**Problem description:** What must be returned is the number of lines in the records holding the word "chosen", with no other text.

(Extracted data entries)
○ ○ ○

use serde::{Deserialize, Serialize};

use fhmc_core::{ErrorInfo, McError, Proposal, RngHandle, System};

use crate::lattice::Lattice;

/// Perturbations understood by [`LatticeGas`].
#[derive(Debug, Clone, Copy, PartialEq, Eq, Serialize, Deserialize)]
pub enum GasMove {
    /// Occupy a uniformly chosen empty site.
    Insert,
    /// Vacate a uniformly chosen occupied site.
    Remove,
    /// Hop a uniformly chosen particle to a random neighboring site.
    Translate,
}

#[derive(Debug, Clone, Copy, PartialEq, Serialize, Deserialize)]
enum Pending {
    Insert { slot: usize, from: usize },
    Remove { slot: usize, from: usize },
    Translate { particle: usize, site: usize, target: usize },
}

/// Grand canonical lattice gas with nearest-neighbor attraction.
///
/// `E = -epsilon * (number of occupied nearest-neighbor pairs)`.
///
/// Occupied sites live in `order[..n]`, empty sites in `order[n..]`, with
/// `slot` as the inverse permutation, so every move picks its site in O(1).
#[derive(Debug, Clone, PartialEq, Serialize, Deserialize)]
pub struct LatticeGas {
    lattice: Lattice,
    epsilon: f64,
    ln_activity: f64,
    occupied: Vec<bool>,
    order: Vec<u32>,
    slot: Vec<u32>,
    n: usize,
    energy: f64,
    #[serde(default)]
    pending: Option<Pending>,
    #[serde(default)]
    pending_energy: f64,
}

impl LatticeGas {
    /// Empty lattice gas at attraction `epsilon` and log activity `ln_activity`.
    pub fn new(lattice: Lattice, epsilon: f64, ln_activity: f64) -> Result<Self, McError> {
        if !epsilon.is_finite() || !ln_activity.is_finite() {
            return Err(McError::Config(
                ErrorInfo::new("gas-parameters", "epsilon and ln_activity must be finite")
                    .with_context("epsilon", epsilon)
                    .with_context("ln_activity", ln_activity),
            ));
        }
        let sites = lattice.n_sites;
        Ok(Self {
            lattice,
            epsilon,
            ln_activity,
            occupied: vec![false; sites],
            order: (0..sites as u32).collect(),
            slot: (0..sites as u32).collect(),
            n: 0,
            energy: 0.0,
            pending: None,
            pending_energy: 0.0,
        })
    }

    /// Ideal lattice gas (no interactions).
    pub fn ideal(lattice: Lattice, ln_activity: f64) -> Result<Self, McError> {
        Self::new(lattice, 0.0, ln_activity)
    }

    /// Occupies `count` random empty sites without any acceptance test.
    pub fn fill(&mut self, count: usize, rng: &mut RngHandle) -> Result<(), McError> {
        if self.n + count > self.lattice.n_sites {
            return Err(McError::Config(
                ErrorInfo::new("gas-fill", "more particles than lattice sites")
                    .with_context("requested", self.n + count)
                    .with_context("sites", self.lattice.n_sites),
            ));
        }
        for _ in 0..count {
            let pick = self.n + rng.index(self.lattice.n_sites - self.n);
            let site = self.order[pick] as usize;
            self.energy -= self.epsilon * self.occupied_neighbors(site) as f64;
            self.swap_slots(pick, self.n);
            self.occupied[site] = true;
            self.n += 1;
        }
        Ok(())
    }

    /// The underlying lattice.
    pub fn lattice(&self) -> &Lattice {
        &self.lattice
    }

    /// Whether `site` is occupied.
    pub fn is_occupied(&self, site: usize) -> bool {
        self.occupied[site]
    }

    /// Energy recomputed from scratch by summing every forward bond.
    pub fn recompute_energy(&self) -> f64 {
        let mut bonds = 0usize;
        for site in 0..self.lattice.n_sites {
            if !self.occupied[site] {
                continue;
            }
            for d in 0..self.lattice.n_dims {
                if self.occupied[self.lattice.neighbor(site, d, true)] {
                    bonds += 1;
                }
            }
        }
        -self.epsilon * bonds as f64
    }

    fn occupied_neighbors(&self, site: usize) -> usize {
        self.lattice
            .neighbors_of(site)
            .filter(|&nb| self.occupied[nb])
            .count()
    }

    fn swap_slots(&mut self, a: usize, b: usize) {
        self.order.swap(a, b);
        self.slot[self.order[a] as usize] = a as u32;
        self.slot[self.order[b] as usize] = b as u32;
    }

    fn begin(&mut self, pending: Pending, delta_energy: f64) {
        self.pending = Some(pending);
        self.pending_energy = self.energy;
        self.energy += delta_energy;
    }

    fn propose_insert(&mut self, rng: &mut RngHandle) -> Proposal {
        let sites = self.lattice.n_sites;
        if self.n == sites {
            return Proposal::rejected();
        }
        let empty = sites - self.n;
        let from = self.n + rng.index(empty);
        let site = self.order[from] as usize;
        let delta = -self.epsilon * self.occupied_neighbors(site) as f64;
        self.swap_slots(from, self.n);
        self.occupied[site] = true;
        let ln_ratio = (empty as f64 / (self.n + 1) as f64).ln() + self.ln_activity;
        self.begin(Pending::Insert { slot: self.n, from }, delta);
        self.n += 1;
        Proposal::new(delta, ln_ratio)
    }

    fn propose_remove(&mut self, rng: &mut RngHandle) -> Proposal {
        if self.n == 0 {
            return Proposal::rejected();
        }
        let from = rng.index(self.n);
        let site = self.order[from] as usize;
        let delta = self.epsilon * self.occupied_neighbors(site) as f64;
        let last = self.n - 1;
        self.swap_slots(from, last);
        self.occupied[site] = false;
        let empty_after = self.lattice.n_sites - self.n + 1;
        let ln_ratio = (self.n as f64 / empty_after as f64).ln() - self.ln_activity;
        self.begin(Pending::Remove { slot: last, from }, delta);
        self.n -= 1;
        Proposal::new(delta, ln_ratio)
    }

    fn propose_translate(&mut self, rng: &mut RngHandle) -> Proposal {
        if self.n == 0 {
            return Proposal::rejected();
        }
        let particle = rng.index(self.n);
        let site = self.order[particle] as usize;
        let target = self.lattice.nth_neighbor(site, rng.index(self.lattice.coordination()));
        if self.occupied[target] {
            return Proposal::rejected();
        }
        let before = self.occupied_neighbors(site);
        self.occupied[site] = false;
        self.occupied[target] = true;
        let after = self.occupied_neighbors(target);
        let delta = -self.epsilon * (after as f64 - before as f64);
        let target_slot = self.slot[target] as usize;
        self.swap_slots(particle, target_slot);
        self.begin(
            Pending::Translate {
                particle,
                site,
                target,
            },
            delta,
        );
        Proposal::new(delta, 0.0)
    }
}

impl System for LatticeGas {
    type Move = GasMove;

    fn current_energy(&self) -> f64 {
        self.energy
    }

    fn num_particles(&self) -> usize {
        self.n
    }

    fn propose(&mut self, mv: &GasMove, rng: &mut RngHandle) -> Result<Proposal, McError> {
        if self.pending.is_some() {
            return Err(McError::System(ErrorInfo::new(
                "gas-pending",
                "propose called before the previous proposal was committed or reverted",
            )));
        }
        Ok(match mv {
            GasMove::Insert => self.propose_insert(rng),
            GasMove::Remove => self.propose_remove(rng),
            GasMove::Translate => self.propose_translate(rng),
        })
    }

    fn commit(&mut self) {
        self.pending = None;
        self.pending_energy = 0.0;
    }

    fn revert(&mut self) {
        let Some(pending) = self.pending.take() else {
            return;
        };
        match pending {
            Pending::Insert { slot, from } => {
                self.occupied[self.order[slot] as usize] = false;
                self.swap_slots(from, slot);
                self.n -= 1;
            }
            Pending::Remove { slot, from } => {
                self.occupied[self.order[slot] as usize] = true;
                self.swap_slots(from, slot);
                self.n += 1;
            }
            Pending::Translate {
                particle,
                site,
                target,
            } => {
                self.occupied[target] = false;
                self.occupied[site] = true;
                let target_slot = self.slot[site] as usize;
                self.swap_slots(particle, target_slot);
            }
        }
        self.energy = self.pending_energy;
        self.pending_energy = 0.0;
    }

    fn is_equal(&self, other: &Self, tolerance: f64) -> bool {
        self.n == other.n
            && self.occupied == other.occupied
            && (self.energy - other.energy).abs() <= tolerance
    }
}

○ ○ ○

**Solved problem:** 3